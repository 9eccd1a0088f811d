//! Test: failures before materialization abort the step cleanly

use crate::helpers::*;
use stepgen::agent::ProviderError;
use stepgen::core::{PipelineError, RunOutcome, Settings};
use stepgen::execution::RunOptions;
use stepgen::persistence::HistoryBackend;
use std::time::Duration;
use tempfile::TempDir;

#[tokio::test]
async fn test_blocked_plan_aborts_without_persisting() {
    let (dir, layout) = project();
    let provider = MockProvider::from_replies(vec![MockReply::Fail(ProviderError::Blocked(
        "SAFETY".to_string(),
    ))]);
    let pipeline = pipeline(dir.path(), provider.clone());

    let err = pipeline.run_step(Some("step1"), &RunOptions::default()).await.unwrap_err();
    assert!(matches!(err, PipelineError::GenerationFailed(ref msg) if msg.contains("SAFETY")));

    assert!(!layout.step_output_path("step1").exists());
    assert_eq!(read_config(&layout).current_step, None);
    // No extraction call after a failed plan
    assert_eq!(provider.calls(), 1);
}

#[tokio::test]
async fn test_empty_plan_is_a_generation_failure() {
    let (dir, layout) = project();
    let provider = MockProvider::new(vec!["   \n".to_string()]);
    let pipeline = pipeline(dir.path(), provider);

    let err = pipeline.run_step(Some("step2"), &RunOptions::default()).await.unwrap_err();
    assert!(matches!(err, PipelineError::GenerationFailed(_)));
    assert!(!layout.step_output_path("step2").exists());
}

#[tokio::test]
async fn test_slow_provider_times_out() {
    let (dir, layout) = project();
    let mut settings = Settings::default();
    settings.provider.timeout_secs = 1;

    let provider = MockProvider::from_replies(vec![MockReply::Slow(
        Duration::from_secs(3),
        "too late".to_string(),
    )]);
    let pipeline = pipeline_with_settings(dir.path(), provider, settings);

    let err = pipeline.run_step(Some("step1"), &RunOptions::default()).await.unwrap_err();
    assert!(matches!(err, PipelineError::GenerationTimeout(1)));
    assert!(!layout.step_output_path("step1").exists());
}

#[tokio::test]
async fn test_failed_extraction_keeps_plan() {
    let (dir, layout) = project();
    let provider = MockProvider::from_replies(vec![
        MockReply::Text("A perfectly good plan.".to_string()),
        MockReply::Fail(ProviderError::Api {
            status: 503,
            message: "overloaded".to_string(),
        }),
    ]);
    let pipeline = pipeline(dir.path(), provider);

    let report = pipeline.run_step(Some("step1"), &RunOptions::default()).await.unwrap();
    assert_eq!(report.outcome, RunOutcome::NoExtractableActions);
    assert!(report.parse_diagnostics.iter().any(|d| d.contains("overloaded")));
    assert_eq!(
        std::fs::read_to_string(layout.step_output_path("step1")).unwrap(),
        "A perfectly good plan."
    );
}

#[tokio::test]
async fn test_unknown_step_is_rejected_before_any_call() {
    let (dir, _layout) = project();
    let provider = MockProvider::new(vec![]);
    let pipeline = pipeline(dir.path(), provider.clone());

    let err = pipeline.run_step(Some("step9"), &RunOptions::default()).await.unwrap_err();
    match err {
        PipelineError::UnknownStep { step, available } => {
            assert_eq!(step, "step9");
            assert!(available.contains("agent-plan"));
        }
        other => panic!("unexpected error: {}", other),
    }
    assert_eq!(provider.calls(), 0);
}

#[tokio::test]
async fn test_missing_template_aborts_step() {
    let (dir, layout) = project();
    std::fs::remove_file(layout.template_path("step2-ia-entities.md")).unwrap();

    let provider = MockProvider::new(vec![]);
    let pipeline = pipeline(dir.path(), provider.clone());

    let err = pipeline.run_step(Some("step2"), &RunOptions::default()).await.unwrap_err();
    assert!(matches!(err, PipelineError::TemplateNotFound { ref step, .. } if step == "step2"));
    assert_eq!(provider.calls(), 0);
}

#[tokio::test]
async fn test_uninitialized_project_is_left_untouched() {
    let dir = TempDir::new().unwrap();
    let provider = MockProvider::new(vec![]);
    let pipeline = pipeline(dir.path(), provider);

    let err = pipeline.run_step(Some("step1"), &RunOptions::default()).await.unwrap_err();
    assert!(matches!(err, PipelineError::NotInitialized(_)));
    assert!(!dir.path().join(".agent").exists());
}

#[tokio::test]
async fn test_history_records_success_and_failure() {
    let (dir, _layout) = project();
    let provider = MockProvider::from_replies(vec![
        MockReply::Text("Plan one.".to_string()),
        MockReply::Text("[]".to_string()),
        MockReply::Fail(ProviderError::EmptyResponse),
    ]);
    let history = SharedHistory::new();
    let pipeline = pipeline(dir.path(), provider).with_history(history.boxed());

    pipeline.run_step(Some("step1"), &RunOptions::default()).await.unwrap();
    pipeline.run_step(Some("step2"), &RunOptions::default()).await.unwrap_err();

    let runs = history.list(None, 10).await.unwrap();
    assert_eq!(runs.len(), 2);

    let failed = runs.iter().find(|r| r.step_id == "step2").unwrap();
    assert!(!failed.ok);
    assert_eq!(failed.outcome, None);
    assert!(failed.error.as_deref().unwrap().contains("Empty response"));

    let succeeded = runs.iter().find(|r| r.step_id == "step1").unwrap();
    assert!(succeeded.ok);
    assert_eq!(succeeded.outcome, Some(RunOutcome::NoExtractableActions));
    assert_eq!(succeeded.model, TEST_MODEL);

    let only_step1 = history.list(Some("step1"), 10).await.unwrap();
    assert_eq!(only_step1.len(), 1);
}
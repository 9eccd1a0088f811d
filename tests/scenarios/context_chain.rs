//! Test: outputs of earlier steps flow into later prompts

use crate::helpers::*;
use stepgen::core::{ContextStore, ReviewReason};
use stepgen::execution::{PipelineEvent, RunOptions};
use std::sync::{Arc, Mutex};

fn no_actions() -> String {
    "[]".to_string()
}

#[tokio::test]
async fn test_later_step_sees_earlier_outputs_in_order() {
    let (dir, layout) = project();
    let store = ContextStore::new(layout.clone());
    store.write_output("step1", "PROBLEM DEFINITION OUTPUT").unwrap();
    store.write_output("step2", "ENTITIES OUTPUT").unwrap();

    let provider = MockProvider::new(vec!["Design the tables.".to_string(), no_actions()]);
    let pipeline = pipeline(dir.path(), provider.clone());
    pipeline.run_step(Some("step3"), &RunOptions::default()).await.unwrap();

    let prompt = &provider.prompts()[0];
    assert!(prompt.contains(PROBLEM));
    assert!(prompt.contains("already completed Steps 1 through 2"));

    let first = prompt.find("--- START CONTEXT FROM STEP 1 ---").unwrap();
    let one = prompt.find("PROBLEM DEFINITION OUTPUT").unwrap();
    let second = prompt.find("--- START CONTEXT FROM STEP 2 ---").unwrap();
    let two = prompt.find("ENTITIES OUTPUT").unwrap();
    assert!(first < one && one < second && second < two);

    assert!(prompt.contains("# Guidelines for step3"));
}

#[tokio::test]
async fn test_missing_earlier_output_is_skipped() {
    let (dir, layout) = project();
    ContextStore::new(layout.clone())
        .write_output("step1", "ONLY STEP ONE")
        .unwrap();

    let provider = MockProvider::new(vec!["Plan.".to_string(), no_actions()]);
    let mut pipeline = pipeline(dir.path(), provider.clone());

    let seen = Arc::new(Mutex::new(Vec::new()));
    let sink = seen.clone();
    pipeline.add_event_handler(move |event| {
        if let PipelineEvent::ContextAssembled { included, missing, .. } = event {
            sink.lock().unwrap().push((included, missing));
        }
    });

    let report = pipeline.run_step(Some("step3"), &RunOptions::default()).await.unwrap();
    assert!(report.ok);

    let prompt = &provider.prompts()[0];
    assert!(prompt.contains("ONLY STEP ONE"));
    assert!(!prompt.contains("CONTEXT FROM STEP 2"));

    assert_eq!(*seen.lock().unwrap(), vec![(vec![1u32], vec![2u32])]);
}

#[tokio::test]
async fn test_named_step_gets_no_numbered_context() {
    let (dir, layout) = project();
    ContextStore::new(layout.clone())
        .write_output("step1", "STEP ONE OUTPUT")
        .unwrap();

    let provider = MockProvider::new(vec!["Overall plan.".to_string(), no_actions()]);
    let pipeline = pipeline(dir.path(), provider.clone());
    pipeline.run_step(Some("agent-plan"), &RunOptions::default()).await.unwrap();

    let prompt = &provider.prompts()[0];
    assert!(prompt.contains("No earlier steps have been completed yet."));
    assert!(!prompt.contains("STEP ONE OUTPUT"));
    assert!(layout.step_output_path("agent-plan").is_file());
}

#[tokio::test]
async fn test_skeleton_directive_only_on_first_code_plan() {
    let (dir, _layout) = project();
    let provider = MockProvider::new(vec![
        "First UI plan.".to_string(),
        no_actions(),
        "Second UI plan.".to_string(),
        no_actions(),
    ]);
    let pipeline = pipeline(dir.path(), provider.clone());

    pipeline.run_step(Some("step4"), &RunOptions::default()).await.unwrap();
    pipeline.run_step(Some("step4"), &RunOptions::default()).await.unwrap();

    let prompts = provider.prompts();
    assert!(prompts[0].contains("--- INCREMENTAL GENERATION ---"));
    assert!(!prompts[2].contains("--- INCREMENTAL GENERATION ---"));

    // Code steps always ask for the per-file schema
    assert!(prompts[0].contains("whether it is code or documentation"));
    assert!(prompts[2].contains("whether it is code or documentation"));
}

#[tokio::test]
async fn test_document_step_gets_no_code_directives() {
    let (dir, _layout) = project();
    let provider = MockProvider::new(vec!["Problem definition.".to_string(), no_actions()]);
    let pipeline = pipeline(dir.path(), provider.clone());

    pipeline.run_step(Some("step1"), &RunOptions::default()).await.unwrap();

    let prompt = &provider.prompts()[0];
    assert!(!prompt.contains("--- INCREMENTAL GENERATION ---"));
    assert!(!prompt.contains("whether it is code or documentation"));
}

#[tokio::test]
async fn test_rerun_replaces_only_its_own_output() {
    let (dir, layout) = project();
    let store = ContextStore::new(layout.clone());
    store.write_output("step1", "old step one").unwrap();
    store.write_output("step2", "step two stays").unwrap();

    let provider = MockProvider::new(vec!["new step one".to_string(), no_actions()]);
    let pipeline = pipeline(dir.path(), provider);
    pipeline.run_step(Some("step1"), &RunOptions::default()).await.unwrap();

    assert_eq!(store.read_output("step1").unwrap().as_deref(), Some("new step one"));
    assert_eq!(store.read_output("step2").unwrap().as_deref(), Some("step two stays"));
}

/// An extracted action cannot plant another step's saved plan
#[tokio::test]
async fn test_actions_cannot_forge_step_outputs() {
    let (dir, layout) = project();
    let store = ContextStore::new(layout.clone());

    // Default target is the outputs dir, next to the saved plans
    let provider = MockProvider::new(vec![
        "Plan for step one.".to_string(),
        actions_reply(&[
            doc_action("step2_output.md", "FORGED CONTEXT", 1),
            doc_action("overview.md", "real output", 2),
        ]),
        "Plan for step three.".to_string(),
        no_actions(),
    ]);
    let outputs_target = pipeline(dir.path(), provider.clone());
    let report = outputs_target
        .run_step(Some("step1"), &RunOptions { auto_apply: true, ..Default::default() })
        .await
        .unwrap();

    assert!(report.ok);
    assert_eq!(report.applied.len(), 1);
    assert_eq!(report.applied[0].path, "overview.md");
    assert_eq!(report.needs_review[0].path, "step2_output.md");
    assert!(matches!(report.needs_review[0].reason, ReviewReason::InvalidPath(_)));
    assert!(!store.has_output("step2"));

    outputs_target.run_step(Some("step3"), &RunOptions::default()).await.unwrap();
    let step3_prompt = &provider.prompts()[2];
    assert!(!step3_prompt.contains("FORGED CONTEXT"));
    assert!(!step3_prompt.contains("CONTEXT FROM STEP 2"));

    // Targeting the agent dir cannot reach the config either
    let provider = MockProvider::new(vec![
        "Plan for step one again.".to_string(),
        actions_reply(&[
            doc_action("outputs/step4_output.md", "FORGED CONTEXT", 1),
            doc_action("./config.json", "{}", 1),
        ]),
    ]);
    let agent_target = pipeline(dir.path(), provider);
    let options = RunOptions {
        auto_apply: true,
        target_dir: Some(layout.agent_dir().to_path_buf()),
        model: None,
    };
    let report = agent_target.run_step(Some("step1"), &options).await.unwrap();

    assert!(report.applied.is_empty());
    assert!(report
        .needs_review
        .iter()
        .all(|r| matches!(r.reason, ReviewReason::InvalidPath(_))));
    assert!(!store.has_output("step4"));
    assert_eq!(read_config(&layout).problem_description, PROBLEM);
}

+ + + + + + +

• Directions for this task:
Look for the word "overloaded" in the data, then return every line that contains it.

• Answer section:
            message: "overloaded".to_string(),
    assert!(report.parse_diagnostics.iter().any(|d| d.contains("overloaded")));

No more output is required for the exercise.